Material provided:
+ + + + + + +

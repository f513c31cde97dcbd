//! The command engine
//!
//! Resolves the active command from an [`Invocation`], validates it against
//! the manifest, then materializes the declared directories and files with
//! parameter substitution, firing lifecycle hooks around each phase.
//!
//! The engine is a two-step state machine: `load` moves it from `Unloaded`
//! to `Loaded`, `execute` runs the loaded command to completion. One engine
//! instance processes exactly one command per `load`/`execute` cycle.

use crate::hooks::{HookArgs, HookEvent, HookRegistry};
use crate::invocation::Invocation;
use crate::manifest::{CommandSpec, FileMapping, Manifest};
use crate::render::Substitution;
use indexmap::IndexMap;
use std::path::{Path, PathBuf};
use tesseract_core::{ConsoleLogger, Error, FileSystem, Logger, OsFileSystem, Result};

/// Manifest path used when none is given
pub const DEFAULT_MANIFEST_PATH: &str = "./tesseract.json";

/// Recursion cap for `onError` dispatch triggered by failing hooks
///
/// An `onError` hook that itself fails triggers another `onError` dispatch;
/// beyond this depth the failure is logged and dispatch stops.
const MAX_ERROR_DEPTH: usize = 2;

/// Engine lifecycle state
enum State {
    Unloaded,
    Loaded { manifest: Manifest, command: String },
}

/// The command execution engine
///
/// # Examples
///
/// ```ignore
/// let mut engine = Engine::default();
/// engine.hook(HookEvent::BeforeAll, |_| {
///     println!("starting");
///     Ok(())
/// }, None);
///
/// let invocation = Invocation::new("init", vec!["demo".to_string()]);
/// engine.load(&invocation)?;
/// engine.execute(&invocation)?;
/// ```
pub struct Engine {
    manifest_path: Option<PathBuf>,
    state: State,
    /// Command name resolved so far, for hook scoping; survives load failure
    resolved_command: Option<String>,
    hooks: HookRegistry,
    logger: Box<dyn Logger>,
    fs: Box<dyn FileSystem>,
}

impl Default for Engine {
    fn default() -> Self {
        Self::new(DEFAULT_MANIFEST_PATH)
    }
}

impl Engine {
    /// Create an engine for the manifest at `manifest_path`
    ///
    /// Uses the console logger and the real filesystem; swap either with
    /// [`Engine::with_logger`] and [`Engine::with_filesystem`].
    #[must_use]
    pub fn new(manifest_path: impl Into<PathBuf>) -> Self {
        Self {
            manifest_path: Some(manifest_path.into()),
            state: State::Unloaded,
            resolved_command: None,
            hooks: HookRegistry::default(),
            logger: Box::new(ConsoleLogger::default()),
            fs: Box::new(OsFileSystem),
        }
    }

    /// Replace the logger collaborator
    #[must_use]
    pub fn with_logger(mut self, logger: Box<dyn Logger>) -> Self {
        self.logger = logger;
        self
    }

    /// Replace the filesystem collaborator
    #[must_use]
    pub fn with_filesystem(mut self, fs: Box<dyn FileSystem>) -> Self {
        self.fs = fs;
        self
    }

    /// The logger collaborator
    #[must_use]
    pub fn logger(&self) -> &dyn Logger {
        self.logger.as_ref()
    }

    /// Mutable access to the logger collaborator
    pub fn logger_mut(&mut self) -> &mut dyn Logger {
        self.logger.as_mut()
    }

    /// Replace the logger collaborator in place
    pub fn set_logger(&mut self, logger: Box<dyn Logger>) {
        self.logger = logger;
    }

    /// The configured manifest path, if any
    #[must_use]
    pub fn manifest_path(&self) -> Option<&Path> {
        self.manifest_path.as_deref()
    }

    /// Set or clear the manifest path
    pub fn set_manifest_path(&mut self, path: Option<PathBuf>) {
        self.manifest_path = path;
    }

    /// Whether a successful `load` has happened
    #[must_use]
    pub fn is_loaded(&self) -> bool {
        matches!(self.state, State::Loaded { .. })
    }

    /// The resolved command name, once loaded
    #[must_use]
    pub fn command(&self) -> Option<&str> {
        match &self.state {
            State::Loaded { command, .. } => Some(command),
            State::Unloaded => None,
        }
    }

    /// The loaded manifest, once loaded
    #[must_use]
    pub fn manifest(&self) -> Option<&Manifest> {
        match &self.state {
            State::Loaded { manifest, .. } => Some(manifest),
            State::Unloaded => None,
        }
    }

    /// Register a hook for a lifecycle event
    ///
    /// With `command = Some(name)` the hook only fires while that command is
    /// the active one; with `None` it fires for every command. Returns the
    /// engine for chaining.
    pub fn hook<F>(&mut self, event: HookEvent, callback: F, command: Option<&str>) -> &mut Self
    where
        F: Fn(&HookArgs<'_>) -> Result<()> + 'static,
    {
        match command {
            Some(name) => self.logger.debug(
                &format!("Added hook for event: {event} on command: {name}"),
                &[],
            ),
            None => self
                .logger
                .debug(&format!("Added hook for event: {event} (global)"), &[]),
        }
        self.hooks
            .register(event, Box::new(callback), command.map(ToString::to_string));
        self
    }

    /// Resolve the command and load the manifest
    ///
    /// Fires `beforeAll` first. Any failure is logged, announced to
    /// `onError` hooks, and re-raised.
    pub fn load(&mut self, invocation: &Invocation) -> Result<()> {
        self.resolved_command = None;
        self.dispatch(HookEvent::BeforeAll, &HookArgs::None);

        match self.try_load(invocation) {
            Ok(()) => Ok(()),
            Err(error) => {
                self.logger
                    .error(&format!("Failed to load manifest: {error}"), &[]);
                self.dispatch(HookEvent::OnError, &HookArgs::Error(&error));
                Err(error)
            }
        }
    }

    fn try_load(&mut self, invocation: &Invocation) -> Result<()> {
        self.logger.info("Loading manifest...", &[]);

        let path = self
            .manifest_path
            .clone()
            .ok_or(Error::ManifestPathUnset)?;
        if !self.fs.exists(&path) {
            return Err(Error::ManifestNotFound { path });
        }

        let command = invocation
            .command()
            .ok_or(Error::MissingCommand)?
            .to_string();
        self.resolved_command = Some(command.clone());
        self.logger.info(&format!("Loading command: {command}"), &[]);

        let text = self.fs.read_to_string(&path)?;
        let manifest = Manifest::parse(&text).map_err(|source| Error::ManifestParse {
            path: path.clone(),
            source,
        })?;

        if manifest.command(&command).is_none() {
            return Err(Error::CommandNotFound { command });
        }

        self.state = State::Loaded { manifest, command };
        self.logger.info("Manifest loaded successfully", &[]);
        Ok(())
    }

    /// Run the loaded command
    ///
    /// Binds parameters, materializes directories, renders files, and fires
    /// `beforeCommand`/`afterCommand`/`afterAll`. Any failure is logged,
    /// announced to `onError` hooks, and re-raised.
    pub fn execute(&self, invocation: &Invocation) -> Result<()> {
        match self.try_execute(invocation) {
            Ok(()) => Ok(()),
            Err(error) => {
                self.logger
                    .error(&format!("Command failed: {error}"), &[]);
                self.dispatch(HookEvent::OnError, &HookArgs::Error(&error));
                Err(error)
            }
        }
    }

    fn try_execute(&self, invocation: &Invocation) -> Result<()> {
        let State::Loaded { manifest, command } = &self.state else {
            return Err(Error::NotLoaded);
        };
        let spec = manifest
            .command(command)
            .ok_or_else(|| Error::CommandNotFound {
                command: command.clone(),
            })?;

        self.logger
            .info(&format!("Executing command: {command}"), &[]);
        if let Ok(value) = serde_json::to_value(spec) {
            self.logger.debug("Command configuration:", &[value]);
        }

        self.dispatch(
            HookEvent::BeforeCommand,
            &HookArgs::Command {
                name: command,
                spec,
            },
        );

        let params = self.bind_params(spec, invocation)?;

        for dir in &spec.dir {
            let path = Path::new(dir);
            if !self.fs.exists(path) {
                self.logger.info(&format!("Creating directory: {dir}"), &[]);
            }
            self.fs.create_dir_all(path)?;
        }

        for mapping in &spec.files {
            self.render_file(mapping, &params)?;
        }

        self.dispatch(
            HookEvent::AfterCommand,
            &HookArgs::Command {
                name: command,
                spec,
            },
        );
        self.logger
            .info(&format!("Command {command} completed successfully"), &[]);
        self.dispatch(HookEvent::AfterAll, &HookArgs::None);
        Ok(())
    }

    /// Bind declared parameter names to positional values, in declaration order
    fn bind_params(
        &self,
        spec: &CommandSpec,
        invocation: &Invocation,
    ) -> Result<IndexMap<String, String>> {
        let mut params = IndexMap::with_capacity(spec.params.len());
        for (i, name) in spec.params.iter().enumerate() {
            let value = invocation
                .param(i)
                .ok_or_else(|| Error::MissingParameter {
                    name: name.clone(),
                    position: i + 1,
                })?;
            self.logger
                .debug(&format!("Parameter {name} = {value}"), &[]);
            params.insert(name.clone(), value.to_string());
        }
        Ok(params)
    }

    /// Render one file mapping: substitute every bound parameter into the
    /// destination path and the template content, then write the result.
    ///
    /// Parent directories are created incrementally as each parameter's
    /// substitution reveals more of the final path.
    fn render_file(&self, mapping: &FileMapping, params: &IndexMap<String, String>) -> Result<()> {
        self.logger.info(
            &format!("Processing file: {} -> {}", mapping.from, mapping.to),
            &[],
        );

        let mut content = self.fs.read_to_string(Path::new(&mapping.from))?;
        let mut to = mapping.to.clone();

        for (key, value) in params {
            let substitution = Substitution::new(key, value)?;
            to = substitution.apply(&to);
            content = substitution.apply(&content);

            if let Some(parent) = Path::new(&to).parent()
                && !parent.as_os_str().is_empty()
                && !self.fs.exists(parent)
            {
                self.logger.info(
                    &format!("Creating directory: {}", parent.display()),
                    &[],
                );
                self.fs.create_dir_all(parent)?;
            }
        }

        self.fs.write(Path::new(&to), &content)?;
        self.logger
            .info(&format!("File written successfully: {to}"), &[]);
        Ok(())
    }

    /// Dispatch an event to all applicable hooks, in registration order
    fn dispatch(&self, event: HookEvent, args: &HookArgs<'_>) {
        self.dispatch_at(event, args, 0);
    }

    fn dispatch_at(&self, event: HookEvent, args: &HookArgs<'_>, depth: usize) {
        let active = self.resolved_command.as_deref();
        let selected: Vec<_> = self.hooks.matching(event, active).collect();
        if selected.is_empty() {
            return;
        }

        match active {
            Some(command) => self.logger.debug(
                &format!(
                    "Executing {} hooks for event: {event} on command: {command}",
                    selected.len()
                ),
                &[],
            ),
            None => self.logger.debug(
                &format!("Executing {} hooks for event: {event} (global)", selected.len()),
                &[],
            ),
        }

        for entry in selected {
            if let Err(cause) = entry.call(args) {
                let error = Error::HookExecution {
                    event: event.name().to_string(),
                    message: cause.to_string(),
                };
                self.logger.error(&error.to_string(), &[]);
                if depth < MAX_ERROR_DEPTH {
                    self.dispatch_at(HookEvent::OnError, &HookArgs::Error(&error), depth + 1);
                } else {
                    self.logger.warning(
                        "onError recursion limit reached; error not re-dispatched",
                        &[],
                    );
                }
            }
        }
    }
}
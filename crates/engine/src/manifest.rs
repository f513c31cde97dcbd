//! Manifest model
//!
//! The JSON document describing available commands and their directory and
//! file actions. Parsed once per `load`; command order and parameter order
//! are preserved as declared.

use indexmap::IndexMap;
use serde::{Deserialize, Serialize};

/// The parsed manifest document
#[derive(Debug, Clone, Serialize, Deserialize)]
pub struct Manifest {
    /// Informational base path; not used by the engine algorithm
    #[serde(default)]
    pub src: Option<String>,

    /// Available commands, keyed by unique name
    pub commands: IndexMap<String, CommandSpec>,
}

impl Manifest {
    /// Parse a manifest from JSON text
    ///
    /// Fails if the text is not valid JSON or lacks the `commands` mapping.
    pub fn parse(text: &str) -> serde_json::Result<Self> {
        serde_json::from_str(text)
    }

    /// Look up a command by name
    #[must_use]
    pub fn command(&self, name: &str) -> Option<&CommandSpec> {
        self.commands.get(name)
    }
}

/// One command entry of the manifest
#[derive(Debug, Clone, Default, Serialize, Deserialize)]
pub struct CommandSpec {
    /// Declared parameter names; the i-th name binds to the i-th positional value
    #[serde(default)]
    pub params: Vec<String>,

    /// Directories to ensure exist before file processing
    #[serde(default)]
    pub dir: Vec<String>,

    /// Template files to render, in declared order
    #[serde(default)]
    pub files: Vec<FileMapping>,
}

/// A source template and its destination path template
#[derive(Debug, Clone, Serialize, Deserialize)]
pub struct FileMapping {
    /// Path of the template file to read
    pub from: String,

    /// Destination path template, may contain placeholders
    pub to: String,
}
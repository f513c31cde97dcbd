//! Command execution engine for tesseract
//!
//! This crate implements the scaffolding core:
//! - `invocation`: the injected ordered token list (command + positional values)
//! - `manifest`: the JSON manifest model (commands, directories, file mappings)
//! - `transform`: the fixed registry of placeholder string transforms
//! - `render`: literal and `{key|transform}` placeholder substitution
//! - `hooks`: lifecycle events and the scoped hook registry
//! - `engine`: the `load`/`execute` state machine driving all of the above

pub mod engine;
pub mod hooks;
pub mod invocation;
pub mod manifest;
pub mod render;
pub mod transform;

// Re-export error types from core
pub use tesseract_core::{Error, Result};

// Re-export main types
pub use engine::Engine;
pub use hooks::{HookArgs, HookEvent};
pub use invocation::Invocation;
pub use manifest::{CommandSpec, FileMapping, Manifest};
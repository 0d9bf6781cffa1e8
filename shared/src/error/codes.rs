//! Unified error codes for the storefront
//!
//! Error codes are organized by category:
//! - 0xxx: General errors
//! - 1xxx: Authentication errors
//! - 2xxx: Permission errors
//! - 4xxx: Order errors
//! - 6xxx: Product errors
//! - 9xxx: System errors

use serde::{Deserialize, Serialize};
use std::fmt;

/// Unified error code enum
///
/// All error codes are represented as u16 values so the storefront UI can
/// switch on them without parsing messages.
#[derive(Debug, Clone, Copy, PartialEq, Eq, Hash, Serialize, Deserialize)]
#[serde(into = "u16", try_from = "u16")]
#[repr(u16)]
pub enum ErrorCode {
    // ==================== 0xxx: General ====================
    /// Operation completed successfully
    Success = 0,
    /// Unknown error
    Unknown = 1,
    /// Validation failed
    ValidationFailed = 2,
    /// Resource not found
    NotFound = 3,
    /// Resource already exists
    AlreadyExists = 4,
    /// Invalid request
    InvalidRequest = 5,

    // ==================== 1xxx: Auth ====================
    /// User is not authenticated
    NotAuthenticated = 1001,
    /// Invalid credentials (email/password)
    InvalidCredentials = 1002,
    /// Token has expired
    TokenExpired = 1003,
    /// Token is invalid
    TokenInvalid = 1004,
    /// Account is disabled
    AccountDisabled = 1007,

    // ==================== 2xxx: Permission ====================
    /// Admin role required
    AdminRequired = 2003,

    // ==================== 4xxx: Order ====================
    /// Order not found
    OrderNotFound = 4001,
    /// Order has no line items
    OrderEmpty = 4007,
    /// Order submission was already processed (idempotency key replay)
    OrderDuplicateSubmission = 4008,
    /// Customer data on the order is incomplete
    OrderCustomerIncomplete = 4009,

    // ==================== 6xxx: Product ====================
    /// Product not found
    ProductNotFound = 6001,
    /// Product has invalid price
    ProductInvalidPrice = 6002,
    /// Product does not have enough stock
    ProductOutOfStock = 6003,
    /// Product is inactive (soft-deleted)
    ProductUnavailable = 6004,

    // ==================== 9xxx: System ====================
    /// Internal server error
    InternalError = 9001,
    /// Database error
    DatabaseError = 9002,
    /// Configuration error
    ConfigError = 9005,
    /// Store raced past its retry, the request may be repeated
    SystemBusy = 9404,
}

impl ErrorCode {
    /// Get the numeric code value
    #[inline]
    pub const fn code(&self) -> u16 {
        *self as u16
    }

    /// Check if this is a success code
    #[inline]
    pub const fn is_success(&self) -> bool {
        matches!(self, ErrorCode::Success)
    }

    /// Get the developer-facing English message for this error code
    pub const fn message(&self) -> &'static str {
        match self {
            // General
            ErrorCode::Success => "Operation completed successfully",
            ErrorCode::Unknown => "An unknown error occurred",
            ErrorCode::ValidationFailed => "Validation failed",
            ErrorCode::NotFound => "Resource not found",
            ErrorCode::AlreadyExists => "Resource already exists",
            ErrorCode::InvalidRequest => "Invalid request",

            // Auth
            ErrorCode::NotAuthenticated => "Authentication required",
            ErrorCode::InvalidCredentials => "Invalid email or password",
            ErrorCode::TokenExpired => "Token has expired",
            ErrorCode::TokenInvalid => "Token is invalid",
            ErrorCode::AccountDisabled => "Account is disabled",

            // Permission
            ErrorCode::AdminRequired => "Admin role required",

            // Order
            ErrorCode::OrderNotFound => "Order not found",
            ErrorCode::OrderEmpty => "Order has no items",
            ErrorCode::OrderDuplicateSubmission => "Order was already submitted",
            ErrorCode::OrderCustomerIncomplete => "Customer data is incomplete",

            // Product
            ErrorCode::ProductNotFound => "Product not found",
            ErrorCode::ProductInvalidPrice => "Product price is invalid",
            ErrorCode::ProductOutOfStock => "Insufficient stock",
            ErrorCode::ProductUnavailable => "Product is not available",

            // System
            ErrorCode::InternalError => "Internal server error",
            ErrorCode::DatabaseError => "Database error",
            ErrorCode::ConfigError => "Configuration error",
            ErrorCode::SystemBusy => "System busy, please retry",
        }
    }
}

impl fmt::Display for ErrorCode {
    fn fmt(&self, f: &mut fmt::Formatter<'_>) -> fmt::Result {
        write!(f, "{}", self.code())
    }
}

impl From<ErrorCode> for u16 {
    #[inline]
    fn from(code: ErrorCode) -> Self {
        code.code()
    }
}

/// Error when converting from an invalid u16 to ErrorCode
#[derive(Debug, Clone, Copy, PartialEq, Eq)]
pub struct InvalidErrorCode(pub u16);

impl fmt::Display for InvalidErrorCode {
    fn fmt(&self, f: &mut fmt::Formatter<'_>) -> fmt::Result {
        write!(f, "invalid error code: {}", self.0)
    }
}

impl std::error::Error for InvalidErrorCode {}

impl TryFrom<u16> for ErrorCode {
    type Error = InvalidErrorCode;

    fn try_from(value: u16) -> Result<Self, Self::Error> {
        match value {
            // General
            0 => Ok(ErrorCode::Success),
            1 => Ok(ErrorCode::Unknown),
            2 => Ok(ErrorCode::ValidationFailed),
            3 => Ok(ErrorCode::NotFound),
            4 => Ok(ErrorCode::AlreadyExists),
            5 => Ok(ErrorCode::InvalidRequest),

            // Auth
            1001 => Ok(ErrorCode::NotAuthenticated),
            1002 => Ok(ErrorCode::InvalidCredentials),
            1003 => Ok(ErrorCode::TokenExpired),
            1004 => Ok(ErrorCode::TokenInvalid),
            1007 => Ok(ErrorCode::AccountDisabled),

            // Permission
            2003 => Ok(ErrorCode::AdminRequired),

            // Order
            4001 => Ok(ErrorCode::OrderNotFound),
            4007 => Ok(ErrorCode::OrderEmpty),
            4008 => Ok(ErrorCode::OrderDuplicateSubmission),
            4009 => Ok(ErrorCode::OrderCustomerIncomplete),

            // Product
            6001 => Ok(ErrorCode::ProductNotFound),
            6002 => Ok(ErrorCode::ProductInvalidPrice),
            6003 => Ok(ErrorCode::ProductOutOfStock),
            6004 => Ok(ErrorCode::ProductUnavailable),

            // System
            9001 => Ok(ErrorCode::InternalError),
            9002 => Ok(ErrorCode::DatabaseError),
            9005 => Ok(ErrorCode::ConfigError),
            9404 => Ok(ErrorCode::SystemBusy),

            _ => Err(InvalidErrorCode(value)),
        }
    }
}

#[cfg(test)]
mod tests {
    use super::*;

    #[test]
    fn test_code_roundtrip_through_u16() {
        for code in [
            ErrorCode::Success,
            ErrorCode::ValidationFailed,
            ErrorCode::OrderNotFound,
            ErrorCode::OrderDuplicateSubmission,
            ErrorCode::ProductOutOfStock,
            ErrorCode::ProductUnavailable,
            ErrorCode::SystemBusy,
        ] {
            assert_eq!(ErrorCode::try_from(code.code()), Ok(code));
        }
    }

    #[test]
    fn test_invalid_code() {
        assert_eq!(ErrorCode::try_from(4242), Err(InvalidErrorCode(4242)));
    }

    #[test]
    fn test_serialize_as_number() {
        let json = serde_json::to_string(&ErrorCode::ProductOutOfStock).unwrap();
        assert_eq!(json, "6003");
        let code: ErrorCode = serde_json::from_str("4001").unwrap();
        assert_eq!(code, ErrorCode::OrderNotFound);
    }
}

+ + + + + + +

What you should do:
For every line in the data above that holds "filename", return the line itself.

Answer for the task:
filename crates/engine/src/manifest.rs
filename shared/src/error/codes.rs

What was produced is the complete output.